Sleepy, she staggered out after me and we sat on the wooden loveseat, overlooking water so dark we could hear it but not see it, and just felt the world continuing its slow turning. With us or without us, the fish would still swim, the birds would still fly, the trees would still grow and the stars would still twinkle. It’s good to be reminded of how insignificant we are once in a while, and how magnificent the planet is. It’s humbling, and it gave me a chance to look up at the sky and be grateful. There’s so much we normally don’t even see, and tonight I was aware of the earth’s very breathing.

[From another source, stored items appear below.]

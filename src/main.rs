use std::fs::File;
use std::io::{self, BufRead, BufReader, BufWriter, Write};

use tracing_subscriber::{layer::SubscriberExt, util::SubscriberInitExt};

use bili_core::config::report_config_from_env_values;
use bili_core::{CalculationInput, RiskEngine};

/// Counts reported once a batch has been processed.
#[derive(Debug, Default, PartialEq, Eq)]
struct BatchStats {
    calculated: usize,
    rejected: usize,
}

/// Batch entry point for the bilirubin risk engine
///
/// Reads newline-delimited JSON calculation inputs from the file named by the first argument
/// (or stdin) and writes one JSON line per input to stdout: the result object, or `null` when
/// the input fails validation or is not valid JSON.
///
/// # Environment Variables
/// - `BILI_DATE_FORMAT`: chrono pattern for the date-of-birth string (default: "%d/%m/%Y")
/// - `BILI_TIME_FORMAT`: chrono pattern for the time-of-birth string (default: "%H:%M")
/// - `RUST_LOG`: log filter; logs go to stderr
fn main() -> anyhow::Result<()> {
    dotenvy::dotenv().ok();

    tracing_subscriber::registry()
        .with(
            tracing_subscriber::EnvFilter::from_default_env()
                .add_directive("bili_run=info".parse()?),
        )
        .with(tracing_subscriber::fmt::layer().with_writer(io::stderr))
        .init();

    let config = report_config_from_env_values(
        std::env::var("BILI_DATE_FORMAT").ok(),
        std::env::var("BILI_TIME_FORMAT").ok(),
    )?;
    let engine = RiskEngine::new(config);

    let reader: Box<dyn BufRead> = match std::env::args().nth(1) {
        Some(path) => {
            tracing::info!("++ Reading calculation inputs from {}", path);
            Box::new(BufReader::new(File::open(&path)?))
        }
        None => Box::new(BufReader::new(io::stdin().lock())),
    };
    let writer = BufWriter::new(io::stdout().lock());

    let stats = process_batch(&engine, reader, writer)?;
    tracing::info!(
        calculated = stats.calculated,
        rejected = stats.rejected,
        "batch complete"
    );

    Ok(())
}

fn process_batch<R: BufRead, W: Write>(
    engine: &RiskEngine,
    reader: R,
    mut writer: W,
) -> anyhow::Result<BatchStats> {
    let mut stats = BatchStats::default();

    for (index, line) in reader.lines().enumerate() {
        let line = line?;
        if line.trim().is_empty() {
            continue;
        }

        let result = match serde_json::from_str::<CalculationInput>(&line) {
            Ok(input) => engine.calculate(&input),
            Err(e) => {
                tracing::warn!("line {}: not a calculation input: {}", index + 1, e);
                None
            }
        };

        match &result {
            Some(_) => stats.calculated += 1,
            None => stats.rejected += 1,
        }

        serde_json::to_writer(&mut writer, &result)?;
        writer.write_all(b"\n")?;
    }

    writer.flush()?;
    Ok(stats)
}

The next morning, Marta stopped by, half innkeeper and half big sister by now, to help us plan our big day in town. I wanted to hit every store, and she reminded me that this part of Matlacha, across the drawbridge, was sort of an honorary attachment to the main village. I promised to see both sides of the artist’s colony by crossing the drawbridge on foot, my last gesture towards my Technology Shabbat.
The drawbridge itself was a delight – people fishing, pelicans swooping in, and a classic design that gave the little bridge a friendly feel, as if it were inviting you to traverse. On both sides, rows of shops were interspersed with restaurants and artist studios, each of which was notable in its own way, well above the usual local collections. Renowned artist Leoma Lovegrove’s Gallery & Gardens featured riots of color and a winking backyard ode to the Beatles; just a few doors down, the WildChild Art Gallery co-op showed 120 local artists, almost all of whom live within a 50 mile radius, making it easy for them to drive in and give one of the many metal, silver, wood, painting, weaving, or pottery demonstrations which are offered. The Trader’s Hitching Post is an unassuming storefront that turned out to have one of the premiere collections of Native American jewelry in the country, and Bert’s Gallery turned out to have charming souvenirs, as well as local art.
At each stop, I pulled out my iPhone to use as a camera, reminding myself I wasn’t texting, posting to Facebook, or doing anything else with it. My iPhone had started to feel strange in my hand, as if it were unusual to hold it instead of an extension of myself. I had done fine without a TV, which I only watch when there’s something on I want to see — I’m not one of those folks who likes it on as background noise. I was great without my computer — I long ago learned I am more productive when I take vacations from my work. But my telephone-texting-social-media-internet-camera-radio-communication-with-the-world device had begun to feel heavy, reminding me how important this Technology Shabbat was, how the very awareness of making a conscious decision to use technology was important, because so often it was an unconscious choice.
Lunch was at the Blue Dog Bar & Grill, which offers delicious beer brewed at Fort Myers, just a 30-minute drive up the road, along with an unusual smoked fish dip made from local catch like bluefish and mackerel. We ate at a little table out on the canal, feeding the occasional Ibis and relaxing. As we drove out of town, I looked down and realized I had a dozen new texts. I was halfway through the first response before I remembered my Technology Shabbat. I slipped the phone back into my purse and watched the lazy scenery slipping by, the clouds reminding me to drift back into my previous mode. The peace of nature stole over me once more and I took a deep breath, grateful for these few more moments of quiet awareness.